L'économie asiatique se replie sur elle-même

Pour Françoise Nicolas, le ralentissement de l'économie chinoise n'aura que peu d'effets sur les entreprises françaises, qui y exportent peu. "Mais ça peut concerner d'autres partenaires européens de manière négative, à commencer par l'Allemagne. Si on n'arrive plus du tout à exporter vers la Chine, c'est quand même un gros marché qui disparaît." Alors que les investissements chinois à travers le monde diminuent, la Chine se replie sur son voisinage immédiat : "ce que l'on observe, c'est un certain nombre de délocalisations d'entreprises chinoises vers le reste de l'Asie. On assiste à une réorganisation des circuits avec une Asie qui s'organise de plus en plus sur elle-même.
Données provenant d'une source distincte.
/// Full standings for `rules.season`. Games from other seasons are ignored.
pub fn compute(games: &[Game], rules: &SeasonRules, regimes: &RegimeBook) -> Standings {
    let season_games: Vec<Game> = games
        .iter()
        .filter(|g| g.season == rules.season)
        .cloned()
        .collect();

    let totals = team_totals(&season_games);
    let h2h = HeadToHead::from_games(&season_games);
    let weekly = WeeklyRecords::compute(&season_games);
    let overall = rank(&totals, &h2h, rules.tiebreaker);
    let seeds = playoff_seeds(&totals, &overall, &h2h, rules);
    let divisions = division_standings(&totals, &h2h, rules);
    let finishes = playoff_finishes(&season_games);

    // Finishers by finish, then everyone else in regular-season order.
    let mut order: Vec<FranchiseId> = Vec::with_capacity(overall.len());
    let mut finishers: Vec<(PlayoffFinish, FranchiseId)> = finishes
        .iter()
        .filter(|(franchise, _)| overall.contains(franchise))
        .map(|(&franchise, &finish)| (finish, franchise))
        .collect();
    finishers.sort();
    order.extend(finishers.into_iter().map(|(_, franchise)| franchise));
    let placed: BTreeSet<FranchiseId> = order.iter().copied().collect();
    order.extend(overall.iter().filter(|f| !placed.contains(*f)));

    let names = side_names(&season_games);
    let entries = order
        .iter()
        .enumerate()
        .filter_map(|(i, franchise)| {
            let team = totals.iter().find(|t| t.franchise == *franchise)?;
            let records = weekly.totals(*franchise);
            let seed = seeds
                .iter()
                .position(|s| s == franchise)
                .and_then(|p| u8::try_from(p + 1).ok());
            Some(StandingsEntry {
                rank: u32::try_from(i + 1).unwrap_or(u32::MAX),
                franchise: *franchise,
                name: regimes
                    .display_name(*franchise, rules.season)
                    .or_else(|| names.get(franchise).cloned()),
                record: team.record,
                points_for: team.points_for,
                points_against: team.points_against,
                all_play: records.all_play,
                stern: records.stern,
                division: division_of(*franchise, rules.season),
                seed,
                finish: finishes.get(franchise).copied(),
            })
        })
        .collect();

    Standings {
        season: rules.season,
        entries,
        divisions,
    }
}

/// Standings with the built-in rules for `season` and no owner names.
pub fn standings(games: &[Game], season: Season) -> Standings {
    compute(games, &SeasonRules::for_season(season), &RegimeBook::default())
}

/// Last name recorded on a game side for each franchise.
fn side_names(games: &[Game]) -> BTreeMap<FranchiseId, String> {
    let mut names = BTreeMap::new();
    for game in games {
        for side in [&game.away, &game.home] {
            if let Some(name) = &side.name {
                names.insert(side.franchise, name.clone());
            }
        }
    }
    names
}
// Playoff seeds and division standings.

use serde::{Deserialize, Serialize};

use crate::division::{division_of, Division};
use crate::franchise::FranchiseId;
use crate::season::SeasonRules;

use super::tiebreak::HeadToHead;
use super::{rank, TeamTotals};

#[derive(Debug, Clone, PartialEq, Eq, Serialize, Deserialize)]
pub struct DivisionStandings {
    pub division: Division,
    /// Display name for the season.
    pub name: String,
    /// Best first.
    pub franchises: Vec<FranchiseId>,
}

impl DivisionStandings {
    pub fn winner(&self) -> Option<FranchiseId> {
        self.franchises.first().copied()
    }
}

/// Whether every team has played the full regular season.
pub fn regular_season_complete(teams: &[TeamTotals], rules: &SeasonRules) -> bool {
    !teams.is_empty()
        && teams
            .iter()
            .all(|t| t.games_played >= u32::from(rules.regular_season_weeks))
}

/// Each division's teams in tiebroken order. Empty outside the division era.
pub fn division_standings(
    teams: &[TeamTotals],
    h2h: &HeadToHead,
    rules: &SeasonRules,
) -> Vec<DivisionStandings> {
    if !rules.divisions {
        return Vec::new();
    }
    Division::ALL
        .into_iter()
        .map(|division| {
            let members: Vec<TeamTotals> = teams
                .iter()
                .filter(|t| division_of(t.franchise, rules.season) == Some(division))
                .cloned()
                .collect();
            DivisionStandings {
                division,
                name: division.name(rules.season).to_string(),
                franchises: rank(&members, h2h, rules.tiebreaker),
            }
        })
        .collect()
}

/// Playoff seeds, best first. Empty until the regular season is complete.
///
/// Division era: the division winners take the top seeds, ordered against
/// each other by record and tiebreaker, and the best remaining teams fill the
/// wild-card seeds. Otherwise the overall order decides.
pub fn playoff_seeds(
    teams: &[TeamTotals],
    overall: &[FranchiseId],
    h2h: &HeadToHead,
    rules: &SeasonRules,
) -> Vec<FranchiseId> {
    if !regular_season_complete(teams, rules) {
        return Vec::new();
    }
    let slots = usize::from(rules.playoff_teams);
    if !rules.divisions {
        return overall.iter().copied().take(slots).collect();
    }

    let winners: Vec<FranchiseId> = division_standings(teams, h2h, rules)
        .iter()
        .filter_map(DivisionStandings::winner)
        .collect();
    let winner_totals: Vec<TeamTotals> = teams
        .iter()
        .filter(|t| winners.contains(&t.franchise))
        .cloned()
        .collect();
    let wild_card_pool: Vec<TeamTotals> = teams
        .iter()
        .filter(|t| !winners.contains(&t.franchise))
        .cloned()
        .collect();

    let mut seeds = rank(&winner_totals, h2h, rules.tiebreaker);
    let wild_cards = slots.saturating_sub(seeds.len());
    seeds.extend(
        rank(&wild_card_pool, h2h, rules.tiebreaker)
            .into_iter()
            .take(wild_cards),
    );
    seeds.truncate(slots);
    seeds
}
La tendance est très nette : les Chinois sont beaucoup plus actifs en Asie du Sud-Est que précédemment." - Françoise Nicolas

Le découplage financier entre les États-Unis et la Chine semble également se confirmer, alors que cinq géants chinois ont quitté la bourse de New York, tirant la conséquence de leur incapacité à communiquer leur structure actionnariale au gendarme boursier américain. Un phénomène qui ne se limite pas qu'au cas sino-américain, selon Mary-Françoise Renard : "on assiste, au niveau mondial, à une régionalisation de l'économie. L'Europe aussi s'interroge sur la possibilité d'une politique industrielle européenne de sorte à affirmer leur indépendance aussi bien vis-à-vis de la Chine que des États-Unis."